Agência Estado
De Brasília
Dezesseis milhões de pessoas – ou 10% da população brasileira – sofrem de asma e, dessas, 1,6 milhão de pacientes são portadores com sintomas crônicos. Até outubro, 241,8 mil foram internadas em consequência da doença nos hospitais públicos com convênio com o Sistema Único de Saúde (SUS), perfazendo gasto de R$ 66 milhões. Os dados foram revelados na sexta-feira pelo ministro da Saúde, José Serra, ao lançar o Plano Nacional de Controle da Asma. Por ano, segundo Serra, morrem 2,2 mil pessoas vítimas da asma e 70% dessas mortes ocorrem dentro dos hospitais.

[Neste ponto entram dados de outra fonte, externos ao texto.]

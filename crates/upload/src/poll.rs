//! Upload state polling as an explicit state machine
//!
//! [`PollPolicy::transition`] is pure: given what the server reported on a
//! poll and how many polls have been made, it decides whether to stop or how
//! long to wait before the next poll. The async loop in `waiter` only
//! performs I/O and sleeps.

use lobup_config::PollingConfig;
use lobup_errors::{Error, ProcessingError};
use lobup_types::{StageOutcome, UploadStage};
use std::time::Duration;

/// Interval and attempt budget for one kind of wait
#[derive(Debug, Clone, Copy, PartialEq, Eq)]
pub struct PollPolicy {
    /// Delay after a recognized pending state or a transient transport error
    pub interval: Duration,
    /// Delay after an unrecognized state string
    pub unknown_interval: Duration,
    /// Hard ceiling on the number of polls
    pub max_attempts: u32,
}

impl PollPolicy {
    /// Policy for storage URI negotiation and renewal
    #[must_use]
    pub fn negotiation(config: &PollingConfig) -> Self {
        Self {
            interval: Duration::from_secs(config.negotiation_interval_secs),
            unknown_interval: Duration::from_secs(config.negotiation_unknown_interval_secs),
            max_attempts: config.max_attempts,
        }
    }

    /// Policy for server-side processing after commit
    #[must_use]
    pub fn processing(config: &PollingConfig) -> Self {
        Self {
            interval: Duration::from_secs(config.processing_interval_secs),
            unknown_interval: Duration::from_secs(config.processing_unknown_interval_secs),
            max_attempts: config.max_attempts,
        }
    }

    /// Decide what follows poll number `attempt` (1-based)
    #[must_use]
    pub fn transition(&self, stage: UploadStage, observation: &Observation, attempt: u32) -> PollState {
        let exhausted = attempt >= self.max_attempts;
        match observation {
            Observation::State(raw) => match stage.classify(raw) {
                Some(StageOutcome::Success) => PollState::Succeeded,
                Some(StageOutcome::Failed) => PollState::Failed { state: raw.clone() },
                Some(StageOutcome::TimedOut) => PollState::TimedOut { state: raw.clone() },
                Some(StageOutcome::Pending) if exhausted => PollState::Exhausted,
                Some(StageOutcome::Pending) => PollState::Polling {
                    delay: self.interval,
                },
                None if exhausted => PollState::Unknown {
                    last_state: raw.clone(),
                },
                None => PollState::Polling {
                    delay: self.unknown_interval,
                },
            },
            Observation::Unavailable(_) if exhausted => PollState::Exhausted,
            Observation::Unavailable(_) => PollState::Polling {
                delay: self.interval,
            },
        }
    }
}

/// What one poll of the file entry produced
#[derive(Debug, Clone, PartialEq, Eq)]
pub enum Observation {
    /// The server answered with this `uploadState` (empty if absent)
    State(String),
    /// The poll failed with a transient error
    Unavailable(String),
}

/// Outcome of a transition
#[derive(Debug, Clone, PartialEq, Eq)]
pub enum PollState {
    /// Not finished; poll again after `delay`
    Polling { delay: Duration },
    Succeeded,
    /// The server reported `{stage}Failed`
    Failed { state: String },
    /// The server reported `{stage}TimedOut`
    TimedOut { state: String },
    /// Budget exhausted while the last state was unrecognized
    Unknown { last_state: String },
    /// Budget exhausted while the stage was still pending
    Exhausted,
}

impl PollState {
    #[must_use]
    pub fn is_terminal(&self) -> bool {
        !matches!(self, Self::Polling { .. })
    }

    /// Convert a terminal failure into its error; `None` for `Polling` and `Succeeded`
    #[must_use]
    pub fn into_error(self, stage: UploadStage, attempts: u32) -> Option<Error> {
        let stage = stage.as_str().to_string();
        let err = match self {
            Self::Polling { .. } | Self::Succeeded => return None,
            Self::Failed { state } => ProcessingError::StageFailed { stage, state },
            Self::TimedOut { state } => ProcessingError::StageTimedOut { stage, state },
            Self::Unknown { last_state } => ProcessingError::UnknownState {
                stage,
                last_state,
                attempts,
            },
            Self::Exhausted => ProcessingError::WaitExceeded { stage, attempts },
        };
        Some(err.into())
    }
}

#[cfg(test)]
mod tests {
    use super::*;

    fn policy() -> PollPolicy {
        PollPolicy {
            interval: Duration::from_secs(10),
            unknown_interval: Duration::from_secs(15),
            max_attempts: 120,
        }
    }

    fn state(s: &str) -> Observation {
        Observation::State(s.to_string())
    }

    const STAGE: UploadStage = UploadStage::AzureStorageUriRequest;

    #[test]
    fn test_recognized_states() {
        let p = policy();
        assert_eq!(p.transition(STAGE, &state("azureStorageUriRequestSuccess"), 1), PollState::Succeeded);
        assert_eq!(
            p.transition(STAGE, &state("azureStorageUriRequestPending"), 1),
            PollState::Polling { delay: Duration::from_secs(10) }
        );
        assert!(matches!(
            p.transition(STAGE, &state("AZURESTORAGEURIREQUESTFAILED"), 1),
            PollState::Failed { .. }
        ));
        assert!(matches!(
            p.transition(STAGE, &state("azureStorageUriRequestTimedOut"), 3),
            PollState::TimedOut { .. }
        ));
    }

    #[test]
    fn test_unrecognized_uses_longer_interval() {
        assert_eq!(
            policy().transition(STAGE, &state("commitFileSuccess"), 5),
            PollState::Polling { delay: Duration::from_secs(15) }
        );
        assert_eq!(
            policy().transition(STAGE, &state(""), 5),
            PollState::Polling { delay: Duration::from_secs(15) }
        );
    }

    #[test]
    fn test_transport_errors_retry_at_normal_interval() {
        let obs = Observation::Unavailable("connection reset".into());
        assert_eq!(
            policy().transition(STAGE, &obs, 1),
            PollState::Polling { delay: Duration::from_secs(10) }
        );
        assert_eq!(policy().transition(STAGE, &obs, 120), PollState::Exhausted);
    }

    #[test]
    fn test_ceiling_terminates() {
        let p = policy();
        assert_eq!(
            p.transition(STAGE, &state("somethingNew"), 120),
            PollState::Unknown { last_state: "somethingNew".into() }
        );
        assert_eq!(
            p.transition(STAGE, &state("azureStorageUriRequestPending"), 120),
            PollState::Exhausted
        );
        // Terminal server states win even on the last attempt
        assert_eq!(
            p.transition(STAGE, &state("azureStorageUriRequestSuccess"), 120),
            PollState::Succeeded
        );
    }

    #[test]
    fn test_always_unknown_stops_at_exact_ceiling() {
        let p = PollPolicy { max_attempts: 7, ..policy() };
        let obs = state("mystery");
        let stopped_at = (1..=100)
            .find(|&attempt| p.transition(STAGE, &obs, attempt).is_terminal())
            .unwrap();
        assert_eq!(stopped_at, 7);
    }

    #[test]
    fn test_into_error() {
        let err = PollState::Unknown { last_state: "x".into() }
            .into_error(UploadStage::CommitFile, 120)
            .unwrap();
        assert!(matches!(
            err,
            Error::Processing(ProcessingError::UnknownState { attempts: 120, .. })
        ));
        assert!(PollState::Succeeded.into_error(UploadStage::CommitFile, 1).is_none());
    }
}
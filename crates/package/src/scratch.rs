//! Scratch directory owned by one pipeline run

use lobup_errors::{Error, PackageError};
use std::path::{Path, PathBuf};

/// A freshly created, uniquely named directory for extracted files
///
/// [`ScratchDir::remove`] deletes it explicitly; a dir that was never removed
/// is cleaned up on drop.
#[derive(Debug)]
pub struct ScratchDir {
    path: Option<PathBuf>,
}

impl ScratchDir {
    /// Create a new scratch directory under `root`
    ///
    /// # Errors
    ///
    /// Returns `PackageError::ScratchDir` if the directory cannot be created.
    pub async fn create(root: &Path) -> Result<Self, Error> {
        let path = root.join(format!("lobup-{}", uuid::Uuid::new_v4().simple()));
        tokio::fs::create_dir_all(&path)
            .await
            .map_err(|e| PackageError::ScratchDir {
                path: path.display().to_string(),
                message: e.to_string(),
            })?;
        tracing::debug!(path = %path.display(), "created scratch directory");
        Ok(Self { path: Some(path) })
    }

    #[must_use]
    pub fn path(&self) -> &Path {
        self.path.as_deref().unwrap_or_else(|| Path::new(""))
    }

    /// Delete the directory and everything in it
    ///
    /// # Errors
    ///
    /// Returns `PackageError::ScratchDir` if removal fails. The directory is
    /// not retried on drop afterwards.
    pub async fn remove(mut self) -> Result<(), Error> {
        let Some(path) = self.path.take() else {
            return Ok(());
        };
        match tokio::fs::remove_dir_all(&path).await {
            Ok(()) => {
                tracing::debug!(path = %path.display(), "removed scratch directory");
                Ok(())
            }
            Err(e) if e.kind() == std::io::ErrorKind::NotFound => Ok(()),
            Err(e) => Err(PackageError::ScratchDir {
                path: path.display().to_string(),
                message: e.to_string(),
            }
            .into()),
        }
    }
}

impl Drop for ScratchDir {
    fn drop(&mut self) {
        if let Some(path) = self.path.take() {
            let _ = std::fs::remove_dir_all(path);
        }
    }
}

#[cfg(test)]
mod tests {
    use super::*;

    #[tokio::test]
    async fn test_create_and_remove() {
        let root = tempfile::tempdir().unwrap();
        let scratch = ScratchDir::create(root.path()).await.unwrap();
        let path = scratch.path().to_path_buf();
        assert!(path.is_dir());
        assert!(path.starts_with(root.path()));

        tokio::fs::write(path.join("f"), b"x").await.unwrap();
        scratch.remove().await.unwrap();
        assert!(!path.exists());
    }

    #[tokio::test]
    async fn test_drop_removes() {
        let root = tempfile::tempdir().unwrap();
        let path = {
            let scratch = ScratchDir::create(root.path()).await.unwrap();
            scratch.path().to_path_buf()
        };
        assert!(!path.exists());
    }

    #[tokio::test]
    async fn test_unique_names() {
        let root = tempfile::tempdir().unwrap();
        let a = ScratchDir::create(root.path()).await.unwrap();
        let b = ScratchDir::create(root.path()).await.unwrap();
        assert_ne!(a.path(), b.path());
    }
}
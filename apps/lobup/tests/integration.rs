//! Integration tests for the lobup CLI

use std::io::Write;
use std::path::{Path, PathBuf};
use std::process::Command;
use zip::write::SimpleFileOptions;
use zip::ZipWriter;

const DETECTION: &str = r#"<?xml version="1.0" encoding="utf-8"?>
<ApplicationInfo ToolVersion="1.8.4.0">
  <Name>Contoso Agent</Name>
  <UnencryptedContentSize>2048</UnencryptedContentSize>
  <FileName>IntunePackage.intunewin</FileName>
  <SetupFile>setup.exe</SetupFile>
  <EncryptionInfo>
    <EncryptionKey>c2VjcmV0LWtleQ==</EncryptionKey>
    <MacKey>bWFj</MacKey>
    <InitializationVector>aXY=</InitializationVector>
    <Mac>dmFs</Mac>
    <ProfileIdentifier>ProfileVersion1</ProfileIdentifier>
    <FileDigest>ZGln</FileDigest>
    <FileDigestAlgorithm>SHA256</FileDigestAlgorithm>
  </EncryptionInfo>
</ApplicationInfo>"#;

fn write_package(dir: &Path) -> PathBuf {
    let path = dir.join("agent.intunewin");
    let file = std::fs::File::create(&path).unwrap();
    let mut zip = ZipWriter::new(file);
    let options = SimpleFileOptions::default().compression_method(zip::CompressionMethod::Stored);
    zip.start_file("IntuneWinPackage/Metadata/Detection.xml", options)
        .unwrap();
    zip.write_all(DETECTION.as_bytes()).unwrap();
    zip.start_file("IntuneWinPackage/Contents/IntunePackage.intunewin", options)
        .unwrap();
    zip.write_all(&[9u8; 4096]).unwrap();
    zip.finish().unwrap();
    path
}

fn write_config(dir: &Path, scratch: &Path) -> PathBuf {
    let path = dir.join("config.toml");
    std::fs::write(
        &path,
        format!("[paths]\nscratch_root = {:?}\n", scratch.display().to_string()),
    )
    .unwrap();
    path
}

fn lobup() -> Command {
    let mut command = Command::new(env!("CARGO_BIN_EXE_lobup"));
    command
        .env_remove("LOBUP_TOKEN")
        .env_remove("LOBUP_REGISTRY_URL")
        .env_remove("LOBUP_CHUNK_SIZE")
        .env_remove("LOBUP_RENEWAL_FAILURE")
        .env_remove("LOBUP_SCRATCH_DIR");
    command
}

#[test]
fn test_cli_version() {
    let output = lobup()
        .arg("--version")
        .output()
        .expect("Failed to execute lobup");

    assert!(output.status.success());
    let stdout = String::from_utf8_lossy(&output.stdout);
    assert!(stdout.contains("lobup"));
}

#[test]
fn test_cli_help() {
    let output = lobup()
        .arg("--help")
        .output()
        .expect("Failed to execute lobup");

    assert!(output.status.success());
    let stdout = String::from_utf8_lossy(&output.stdout);
    assert!(stdout.contains("upload"));
    assert!(stdout.contains("inspect"));
}

#[test]
fn test_cli_invalid_command() {
    let output = lobup()
        .arg("invalid-command")
        .output()
        .expect("Failed to execute lobup");

    assert!(!output.status.success());
}

#[test]
fn test_inspect_json_omits_key_material() {
    let temp = tempfile::tempdir().unwrap();
    let scratch = temp.path().join("scratch");
    std::fs::create_dir(&scratch).unwrap();
    let archive = write_package(temp.path());
    let config = write_config(temp.path(), &scratch);

    let output = lobup()
        .arg("--json")
        .arg("--config")
        .arg(&config)
        .arg("inspect")
        .arg(&archive)
        .output()
        .expect("Failed to execute lobup");

    assert!(output.status.success(), "{}", String::from_utf8_lossy(&output.stderr));
    let stdout = String::from_utf8_lossy(&output.stdout);
    let value: serde_json::Value = serde_json::from_str(&stdout).unwrap();
    assert_eq!(value["file_name"], "IntunePackage.intunewin");
    assert_eq!(value["unencrypted_size"], 2048);
    assert_eq!(value["encrypted_size"], 4096);
    assert!(!stdout.contains("c2VjcmV0LWtleQ=="));
    assert_eq!(std::fs::read_dir(&scratch).unwrap().count(), 0);
}

#[test]
fn test_upload_without_token_is_rejected() {
    let temp = tempfile::tempdir().unwrap();
    let scratch = temp.path().join("scratch");
    std::fs::create_dir(&scratch).unwrap();
    let archive = write_package(temp.path());
    let config = write_config(temp.path(), &scratch);
    let app = temp.path().join("app.toml");
    std::fs::write(&app, "display_name = \"x\"").unwrap();

    let output = lobup()
        .arg("--config")
        .arg(&config)
        .arg("upload")
        .arg(&archive)
        .arg("--app")
        .arg(&app)
        .output()
        .expect("Failed to execute lobup");

    assert_eq!(output.status.code(), Some(2));
    let stderr = String::from_utf8_lossy(&output.stderr);
    assert!(stderr.contains("token"));
}
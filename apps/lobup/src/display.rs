//! Output rendering and formatting

use crate::error::CliError;
use crate::events::format_bytes;
use comfy_table::{presets::UTF8_FULL, Attribute, Cell, ContentArrangement, Table};
use console::Style;
use lobup_errors::UserFacingError;
use lobup_package::ExtractedPackage;
use lobup_upload::UploadOutcome;
use serde_json::json;
use std::io;

/// Output renderer for CLI results
#[derive(Clone)]
pub struct OutputRenderer {
    /// Use JSON output format
    json_output: bool,
    colors_enabled: bool,
}

impl OutputRenderer {
    pub fn new(json_output: bool, colors_enabled: bool) -> Self {
        Self {
            json_output,
            colors_enabled,
        }
    }

    /// Render the result of a successful upload
    pub fn render_outcome(&self, outcome: &UploadOutcome) -> io::Result<()> {
        if self.json_output {
            return print_json(&outcome_json(outcome));
        }

        println!(
            "{} {}",
            self.style(Style::new().green().bold(), "Uploaded"),
            outcome.file_name
        );
        println!();

        let mut table = Table::new();
        table
            .load_preset(UTF8_FULL)
            .set_content_arrangement(ContentArrangement::Dynamic);
        table.set_header(vec![
            Cell::new("Field").add_attribute(Attribute::Bold),
            Cell::new("Value").add_attribute(Attribute::Bold),
        ]);
        table.add_row(vec![Cell::new("Application"), Cell::new(&outcome.app_id)]);
        table.add_row(vec![
            Cell::new("Content version"),
            Cell::new(&outcome.content_version_id),
        ]);
        table.add_row(vec![Cell::new("File"), Cell::new(&outcome.file_id)]);
        table.add_row(vec![
            Cell::new("Encrypted size"),
            Cell::new(format_bytes(outcome.encrypted_size)),
        ]);
        table.add_row(vec![Cell::new("Blocks"), Cell::new(outcome.chunks)]);
        table.add_row(vec![Cell::new("Renewals"), Cell::new(outcome.renewals)]);
        table.add_row(vec![
            Cell::new("Duration"),
            Cell::new(format!("{:.1}s", outcome.duration.as_secs_f64())),
        ]);

        println!("{table}");
        Ok(())
    }

    /// Render the manifest and payload location of a package archive
    ///
    /// Key material is never printed.
    pub fn render_package(&self, package: &ExtractedPackage) -> io::Result<()> {
        let manifest = &package.manifest;
        if self.json_output {
            return print_json(&json!({
                "file_name": manifest.file_name,
                "name": manifest.name,
                "setup_file": manifest.setup_file,
                "tool_version": manifest.tool_version,
                "unencrypted_size": manifest.unencrypted_size,
                "encrypted_size": package.encrypted_size,
                "content_match": package.content_match.to_string(),
                "digest_algorithm": manifest.file_digest_algorithm,
                "profile_identifier": manifest.profile_identifier,
                "msi_info": manifest.msi_info,
            }));
        }

        println!(
            "{}",
            self.style(Style::new().cyan().bold(), &manifest.file_name)
        );
        println!();

        let mut table = Table::new();
        table
            .load_preset(UTF8_FULL)
            .set_content_arrangement(ContentArrangement::Dynamic);
        table.set_header(vec![
            Cell::new("Field").add_attribute(Attribute::Bold),
            Cell::new("Value").add_attribute(Attribute::Bold),
        ]);

        let optional = |value: &Option<String>| value.clone().unwrap_or_else(|| "-".to_string());
        table.add_row(vec![Cell::new("Name"), Cell::new(optional(&manifest.name))]);
        table.add_row(vec![
            Cell::new("Setup file"),
            Cell::new(optional(&manifest.setup_file)),
        ]);
        table.add_row(vec![
            Cell::new("Tool version"),
            Cell::new(optional(&manifest.tool_version)),
        ]);
        table.add_row(vec![
            Cell::new("Unencrypted size"),
            Cell::new(format_bytes(manifest.unencrypted_size)),
        ]);
        table.add_row(vec![
            Cell::new("Encrypted size"),
            Cell::new(format_bytes(package.encrypted_size)),
        ]);
        table.add_row(vec![
            Cell::new("Payload"),
            Cell::new(package.content_match.to_string()),
        ]);
        table.add_row(vec![
            Cell::new("Digest"),
            Cell::new(&manifest.file_digest_algorithm),
        ]);
        table.add_row(vec![
            Cell::new("Profile"),
            Cell::new(&manifest.profile_identifier),
        ]);
        if let Some(msi) = &manifest.msi_info {
            table.add_row(vec![
                Cell::new("MSI product code"),
                Cell::new(optional(&msi.product_code)),
            ]);
            table.add_row(vec![
                Cell::new("MSI product version"),
                Cell::new(optional(&msi.product_version)),
            ]);
        }

        println!("{table}");
        Ok(())
    }

    /// JSON document describing a failed command
    pub fn error_json(error: &CliError) -> String {
        let value = match error {
            CliError::Config(e) | CliError::Upload(e) => json!({
                "success": false,
                "stage": e.stage(),
                "code": e.user_code(),
                "message": e.user_message(),
                "hint": e.user_hint(),
                "retryable": e.is_retryable(),
            }),
            other => json!({
                "success": false,
                "message": other.to_string(),
            }),
        };
        value.to_string()
    }

    fn style(&self, style: Style, text: &str) -> String {
        if self.colors_enabled {
            style.apply_to(text).to_string()
        } else {
            text.to_string()
        }
    }
}

fn outcome_json(outcome: &UploadOutcome) -> serde_json::Value {
    json!({
        "success": true,
        "app_id": outcome.app_id,
        "content_version_id": outcome.content_version_id,
        "file_id": outcome.file_id,
        "file_name": outcome.file_name,
        "encrypted_size": outcome.encrypted_size,
        "chunks": outcome.chunks,
        "renewals": outcome.renewals,
        "duration_ms": u64::try_from(outcome.duration.as_millis()).unwrap_or(u64::MAX),
    })
}

fn print_json(value: &serde_json::Value) -> io::Result<()> {
    let json = serde_json::to_string_pretty(value).map_err(io::Error::other)?;
    println!("{json}");
    Ok(())
}
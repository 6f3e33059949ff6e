use serde::{Deserialize, Serialize};
use std::collections::HashMap;

/// General utility events for warnings, errors, and operations
#[derive(Debug, Clone, Serialize, Deserialize)]
#[serde(tag = "type")]
pub enum GeneralEvent {
    Warning {
        message: String,
        context: Option<String>,
    },

    Error {
        message: String,
        details: Option<String>,
    },

    /// Debug logging with structured context
    DebugLog {
        message: String,
        context: HashMap<String, String>,
    },

    OperationStarted {
        operation: String,
    },

    OperationCompleted {
        operation: String,
        success: bool,
    },

    OperationFailed {
        operation: String,
        failure: super::FailureContext,
    },
}

impl GeneralEvent {
    pub fn warning(message: impl Into<String>) -> Self {
        Self::Warning {
            message: message.into(),
            context: None,
        }
    }

    pub fn warning_with_context(message: impl Into<String>, context: impl Into<String>) -> Self {
        Self::Warning {
            message: message.into(),
            context: Some(context.into()),
        }
    }

    pub fn error(message: impl Into<String>) -> Self {
        Self::Error {
            message: message.into(),
            details: None,
        }
    }

    pub fn debug(message: impl Into<String>) -> Self {
        Self::DebugLog {
            message: message.into(),
            context: HashMap::new(),
        }
    }

    pub fn debug_with_context(
        message: impl Into<String>,
        context: HashMap<String, String>,
    ) -> Self {
        Self::DebugLog {
            message: message.into(),
            context,
        }
    }
}
//! Pipeline stages and their progress checkpoints

use serde::{Deserialize, Serialize};
use std::fmt;

/// Sequential steps of one upload run
#[derive(Debug, Clone, Copy, PartialEq, Eq, Hash, Serialize, Deserialize)]
#[serde(rename_all = "snake_case")]
pub enum PipelineStage {
    ExtractMetadata,
    CreateApplication,
    CreateContentVersion,
    CreateFileEntry,
    NegotiateStorage,
    UploadChunks,
    CommitFile,
    AwaitCommit,
    CommitApplication,
    Cleanup,
}

impl PipelineStage {
    /// All stages in execution order
    pub const ALL: [PipelineStage; 10] = [
        Self::ExtractMetadata,
        Self::CreateApplication,
        Self::CreateContentVersion,
        Self::CreateFileEntry,
        Self::NegotiateStorage,
        Self::UploadChunks,
        Self::CommitFile,
        Self::AwaitCommit,
        Self::CommitApplication,
        Self::Cleanup,
    ];

    #[must_use]
    pub fn as_str(self) -> &'static str {
        match self {
            Self::ExtractMetadata => "extract metadata",
            Self::CreateApplication => "create application",
            Self::CreateContentVersion => "create content version",
            Self::CreateFileEntry => "create file entry",
            Self::NegotiateStorage => "negotiate storage",
            Self::UploadChunks => "upload chunks",
            Self::CommitFile => "commit file",
            Self::AwaitCommit => "await commit",
            Self::CommitApplication => "commit application",
            Self::Cleanup => "cleanup",
        }
    }

    /// Percentage reported when the stage starts
    #[must_use]
    pub fn start_percent(self) -> u8 {
        match self {
            Self::ExtractMetadata => 0,
            Self::CreateApplication => 5,
            Self::CreateContentVersion => 10,
            Self::CreateFileEntry => 15,
            Self::NegotiateStorage => 20,
            Self::UploadChunks => 25,
            Self::CommitFile => 85,
            Self::AwaitCommit => 90,
            Self::CommitApplication => 95,
            Self::Cleanup => 99,
        }
    }

    /// Percentage reported when the stage completes
    #[must_use]
    pub fn end_percent(self) -> u8 {
        match self {
            Self::Cleanup => 100,
            stage => Self::ALL
                .iter()
                .skip_while(|s| **s != stage)
                .nth(1)
                .map_or(100, |next| next.start_percent()),
        }
    }
}

impl fmt::Display for PipelineStage {
    fn fmt(&self, f: &mut fmt::Formatter<'_>) -> fmt::Result {
        f.write_str(self.as_str())
    }
}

A asma é hoje a quinta causa de internações no SUS. A doença fica atrás apenas de parto natural, pneumonia, cesariana e insuficiência cardíaca. E a doença é a quinta colocada em termos de gastos. Segundo Serra, a maior incidência ocorre na Região Nordeste. Dados do Ministério da Saúde indicam que, nos países de baixa renda, a doença atinja entre 100 e 200 milhões de pessoas, com cerca de 50 mil mortes anuais.
O professor Fernando Martinez, da Universidade do Arizona (EUA), disse que o plano de combate à asma lançado pelo Brasil é inédito na América Latina. ‘‘A asma é uma doença crônica que precisa ser enfrentada pelos governos.’’ Martinez, que participou do lançamento.
Serra anunciou também que o governo federal investirá R$ 220 milhões – uma média de R$ 40 milhões anuais – até 2003 em programas de qualidade de sangue e hemoderivados no País. Semana passada, o Ministério da Saúde assinou convênios no valor de R$ 21,2 milhões com 26 Estados para que possam reequipar e expandir seus serviços.